By Stefanie Jackson – The Confederate monument in Eastville has been removed and the watch of the stone-faced soldier who stood atop a lofty pedestal, guarding the historic Northampton County Courthouse Green, has come to an end after more than 100 years.
Bill Payne, of Cape Charles, stood in the sweltering heat across the street from the courthouse green the morning of Aug. 26 to witness the descent of the Confederate soldier statue as it was slowly lowered to the ground by a crane.
“As I watched the statue being removed from its pedestal I thought of my friends who didn’t agree that the statue was out of place,” he said in an email Aug. 31.
When Payne brought the issue of the Confederate monument to the attention of Northampton supervisors via letter about one year ago, as a wave of Black Lives Matter protests washed across the nation, a debate began between two groups – but they were not supporters of the historic Union or Confederacy.
Some Eastern Shore citizens viewed the monument as a piece of history to be remembered by future generations, while others saw it as a relic of the past and a symbol of racist attitudes that are best forgotten.
“It would be nothing but a tragedy to remove and try to just block out some portion of history. Do we not learn by our mistakes?” asked Granville Hogg at a public hearing last October.
During that same public hearing, a letter from Willie Randall was read into the record.
“The Civil War was fought to ensure that slavery would remain a part of the south. These slaves were my (ancestors), and they did not have a say so in how they would live their lives,” he said.
“We do not need to be reminded of this racist symbol every time we go to a place of government business,” Randall said.
Removing the “traitorous” Confederate symbol would allow the people of Northampton County to “start to heal our wounds of the past,” he said.
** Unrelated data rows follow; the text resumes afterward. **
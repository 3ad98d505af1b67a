//! Field rules and the phone-uniqueness policy for contacts.
//!
//! Every rule is evaluated on every call; the result is the ordered list of
//! distinct failures, empty when the contact is acceptable.

use std::str::FromStr;

use thiserror::Error;

use crate::models::Contact;

pub const FIRST_NAME_MIN: usize = 2;
pub const FIRST_NAME_MAX: usize = 100;
/// Bounds on the cleaned phone text, `+` included.
pub const PHONE_LEN_MIN: usize = 10;
pub const PHONE_LEN_MAX: usize = 15;

/// A single rule violation. The display text is what the user sees.
#[derive(Debug, Clone, PartialEq, Eq, Error)]
pub enum ValidationError {
    #[error("First name is required")]
    FirstNameRequired,

    #[error("First name must be between 2 and 100 characters")]
    FirstNameLength,

    #[error("Invalid email format")]
    InvalidEmail,

    #[error("Invalid primary phone format")]
    InvalidPrimaryPhone,

    #[error("Invalid secondary phone format")]
    InvalidSecondaryPhone,

    /// Another contact already uses one of the candidate's phone numbers.
    #[error("Phone number already exists for contact: {name}")]
    DuplicatePhone { name: String },
}

impl ValidationError {
    pub fn is_duplicate(&self) -> bool {
        matches!(self, Self::DuplicatePhone { .. })
    }
}

/// Run every rule against `candidate`.
///
/// `existing` is the full contact set; the record whose id equals
/// `exclude_id` (the one being updated) is ignored by the duplicate check.
pub fn validate(
    candidate: &Contact,
    existing: &[Contact],
    exclude_id: Option<i64>,
) -> Vec<ValidationError> {
    let mut errors = check_fields(candidate);
    if let Some(dup) = find_duplicate_phone(candidate, existing, exclude_id) {
        errors.push(dup);
    }

    let mut distinct = Vec::with_capacity(errors.len());
    for e in errors {
        if !distinct.contains(&e) {
            distinct.push(e);
        }
    }
    distinct
}

/// Field-level rules only (no access to other records).
pub fn check_fields(contact: &Contact) -> Vec<ValidationError> {
    let mut errors = Vec::new();

    let first = contact.first_name.trim();
    if first.is_empty() {
        errors.push(ValidationError::FirstNameRequired);
    } else {
        let len = first.chars().count();
        if !(FIRST_NAME_MIN..=FIRST_NAME_MAX).contains(&len) {
            errors.push(ValidationError::FirstNameLength);
        }
    }

    if let Some(email) = non_empty(&contact.email) {
        if !is_valid_email(email) {
            errors.push(ValidationError::InvalidEmail);
        }
    }

    if let Some(phone) = non_empty(&contact.primary_phone) {
        if !is_valid_phone(phone) {
            errors.push(ValidationError::InvalidPrimaryPhone);
        }
    }

    if let Some(phone) = non_empty(&contact.secondary_phone) {
        if !is_valid_phone(phone) {
            errors.push(ValidationError::InvalidSecondaryPhone);
        }
    }

    errors
}

/// Find the first other contact whose primary or secondary phone equals either
/// of the candidate's phones. Comparison is exact on the stored text.
pub fn find_duplicate_phone(
    candidate: &Contact,
    existing: &[Contact],
    exclude_id: Option<i64>,
) -> Option<ValidationError> {
    let wanted: Vec<&str> = candidate.phones().collect();
    if wanted.is_empty() {
        return None;
    }

    existing
        .iter()
        .filter(|c| Some(c.id) != exclude_id)
        .find(|c| c.phones().any(|p| wanted.contains(&p)))
        .map(|c| ValidationError::DuplicatePhone {
            name: c.full_name(),
        })
}

/// The address must parse as a single mailbox address whose canonical form is
/// the input itself (so display-name forms like `Bob <bob@x.com>` are rejected).
pub fn is_valid_email(email: &str) -> bool {
    lettre::Address::from_str(email)
        .map(|addr| addr.to_string() == email)
        .unwrap_or(false)
}

/// Keep digits and `+`; what remains must be 10-15 characters long.
pub fn is_valid_phone(phone: &str) -> bool {
    let len = normalize_phone(phone).chars().count();
    (PHONE_LEN_MIN..=PHONE_LEN_MAX).contains(&len)
}

/// Strip formatting characters, keeping only digits and `+`.
pub fn normalize_phone(phone: &str) -> String {
    phone
        .chars()
        .filter(|c| c.is_ascii_digit() || *c == '+')
        .collect()
}

fn non_empty(field: &Option<String>) -> Option<&str> {
    field.as_deref().filter(|s| !s.trim().is_empty())
}

#[cfg(test)]
mod tests {
    use super::*;

    fn contact(first: &str) -> Contact {
        Contact::new(first)
    }

    fn stored(id: i64, first: &str, last: Option<&str>, primary: Option<&str>, secondary: Option<&str>) -> Contact {
        let mut c = Contact::new(first);
        c.id = id;
        c.last_name = last.map(String::from);
        c.primary_phone = primary.map(String::from);
        c.secondary_phone = secondary.map(String::from);
        c
    }

    #[test]
    fn test_valid_contact_has_no_errors() {
        let mut c = contact("John");
        c.email = Some("john.doe@example.com".to_string());
        c.primary_phone = Some("+1 (234) 567-890".to_string());
        assert!(validate(&c, &[], None).is_empty());
    }

    #[test]
    fn test_first_name_required() {
        for name in ["", "   "] {
            assert_eq!(check_fields(&contact(name)), vec![ValidationError::FirstNameRequired]);
        }
    }

    #[test]
    fn test_first_name_length_bounds() {
        assert_eq!(check_fields(&contact("J")), vec![ValidationError::FirstNameLength]);
        assert_eq!(check_fields(&contact(" J ")), vec![ValidationError::FirstNameLength]);
        assert!(check_fields(&contact("Jo")).is_empty());
        assert!(check_fields(&contact(&"a".repeat(100))).is_empty());
        assert_eq!(
            check_fields(&contact(&"a".repeat(101))),
            vec![ValidationError::FirstNameLength]
        );
    }

    #[test]
    fn test_first_name_counts_characters_not_bytes() {
        // 50 two-byte characters
        assert!(check_fields(&contact(&"é".repeat(50))).is_empty());
    }

    #[test]
    fn test_email_rules() {
        assert!(is_valid_email("test@example.com"));
        assert!(is_valid_email("user.name+tag@domain.co.uk"));
        assert!(!is_valid_email("invalid"));
        assert!(!is_valid_email("@domain.com"));
        assert!(!is_valid_email("user@"));
        assert!(!is_valid_email("two words@example.com"));
        assert!(!is_valid_email("Bob <bob@example.com>"));
        assert!(!is_valid_email("a@b@example.com"));
    }

    #[test]
    fn test_empty_email_is_not_checked() {
        let mut c = contact("John");
        c.email = Some(String::new());
        assert!(check_fields(&c).is_empty());
    }

    #[test]
    fn test_phone_rules() {
        assert!(is_valid_phone("+1234567890"));
        assert!(is_valid_phone("(555) 123-4567"));
        assert!(is_valid_phone("123456789012345"));
        assert!(!is_valid_phone("555-1234"));
        assert!(!is_valid_phone("1234567890123456"));
        assert!(!is_valid_phone("phone"));
        assert_eq!(normalize_phone("+1 (555) 123-4567 ext"), "+15551234567");
    }

    #[test]
    fn test_phone_length_counts_plus_sign() {
        // Nine digits plus the sign make ten characters
        assert!(is_valid_phone("+123456789"));
        assert!(is_valid_phone("+12345678901234"));
        // Fifteen digits plus the sign make sixteen
        assert!(!is_valid_phone("+123456789012345"));
        assert!(!is_valid_phone("+12345678"));
        assert!(is_valid_phone("+1 (23) 456-789"));
    }

    #[test]
    fn test_all_rules_evaluated() {
        let mut c = contact("J");
        c.email = Some("bad".to_string());
        c.primary_phone = Some("123".to_string());
        c.secondary_phone = Some("456".to_string());

        let errors = check_fields(&c);
        assert_eq!(
            errors,
            vec![
                ValidationError::FirstNameLength,
                ValidationError::InvalidEmail,
                ValidationError::InvalidPrimaryPhone,
                ValidationError::InvalidSecondaryPhone,
            ]
        );
    }

    #[test]
    fn test_duplicate_primary_matches_other_secondary() {
        let existing = vec![stored(1, "John", Some("Doe"), Some("+1111111111"), Some("+1234567890"))];
        let mut c = contact("Jane");
        c.primary_phone = Some("+1234567890".to_string());

        let errors = validate(&c, &existing, None);
        assert_eq!(
            errors,
            vec![ValidationError::DuplicatePhone { name: "John Doe".to_string() }]
        );
        assert!(errors[0].is_duplicate());
        assert_eq!(errors[0].to_string(), "Phone number already exists for contact: John Doe");
    }

    #[test]
    fn test_duplicate_secondary_matches_other_primary() {
        let existing = vec![stored(1, "John", None, Some("+1234567890"), None)];
        let mut c = contact("Jane");
        c.secondary_phone = Some("+1234567890".to_string());

        let errors = validate(&c, &existing, None);
        assert_eq!(errors.len(), 1);
        assert!(errors[0].to_string().contains("John"));
    }

    #[test]
    fn test_single_duplicate_message_when_both_phones_collide() {
        let existing = vec![
            stored(1, "John", None, Some("+1234567890"), None),
            stored(2, "Mary", None, Some("+1987654321"), None),
        ];
        let mut c = contact("Jane");
        c.primary_phone = Some("+1234567890".to_string());
        c.secondary_phone = Some("+1987654321".to_string());

        let errors = validate(&c, &existing, None);
        assert_eq!(errors.iter().filter(|e| e.is_duplicate()).count(), 1);
    }

    #[test]
    fn test_duplicate_check_excludes_self() {
        let existing = vec![stored(1, "John", None, Some("+1234567890"), None)];
        let me = stored(1, "John", None, Some("+1234567890"), None);
        assert!(validate(&me, &existing, Some(1)).is_empty());
    }

    #[test]
    fn test_empty_phones_never_collide() {
        let existing = vec![stored(1, "John", None, Some(""), None)];
        let mut c = contact("Jane");
        c.primary_phone = Some(String::new());
        assert!(find_duplicate_phone(&c, &existing, None).is_none());
    }

    #[test]
    fn test_duplicate_reported_alongside_field_errors() {
        let existing = vec![stored(1, "John", None, Some("+1234567890"), None)];
        let mut c = contact("J");
        c.primary_phone = Some("+1234567890".to_string());

        let errors = validate(&c, &existing, None);
        assert_eq!(errors.len(), 2);
        assert_eq!(errors[0], ValidationError::FirstNameLength);
        assert!(errors[1].is_duplicate());
    }
}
Dr. Arthur Carter in August 2020 had suggested a compromise: leaving in place the monument of the Confederate soldier, who appears European, and building alongside it a monument of equal size of an African American Union soldier.
The new monument would honor the 943 Eastern Shore men who served in the Union army during the Civil War, 87.5% of whom were African American.
But Supervisor Oliver Bennett remembered hearing the recollections of racism experienced by the previous generation of African Americans, many of whom are still living. They “endured more than I ever will,” he said during the Oct. 13, 2020, public hearing.
After they were banned from restaurants, called racial slurs, and spit upon, “How can I tell them I made a compromise?” Bennett asked.
Even though several citizens at the Oct. 13 public hearing argued for the monument’s removal, none of them suggested it be destroyed.
Randall said the monument should be relocated to a museum. Mike Ash, president of the Northampton Historic Preservation Society, agreed that the monument perhaps should be saved for “a meaningful and respectful exhibition at a later date.”
Confederate veterans of the Harmonson-West camp on the Eastern Shore first had raised money for a Confederate monument in Parksley, which was unveiled in 1899 and still stands today.
The Confederate veterans joined the Daughters of the Confederacy in funding the Confederate monument in Eastville, which was raised in 1913.
The Eastville monument was dedicated to the Confederate soldiers of both Northampton and Accomack counties. “They died bravely in war, or in peace lived nobly to rehabilitate their country,” the inscription reads.
Northampton County paid $39,000 to trucking company Stratified, of Washington, D.C., to move the Confederate monument.
The dismantled monument is now in storage at the Northampton County maintenance shop in Eastville.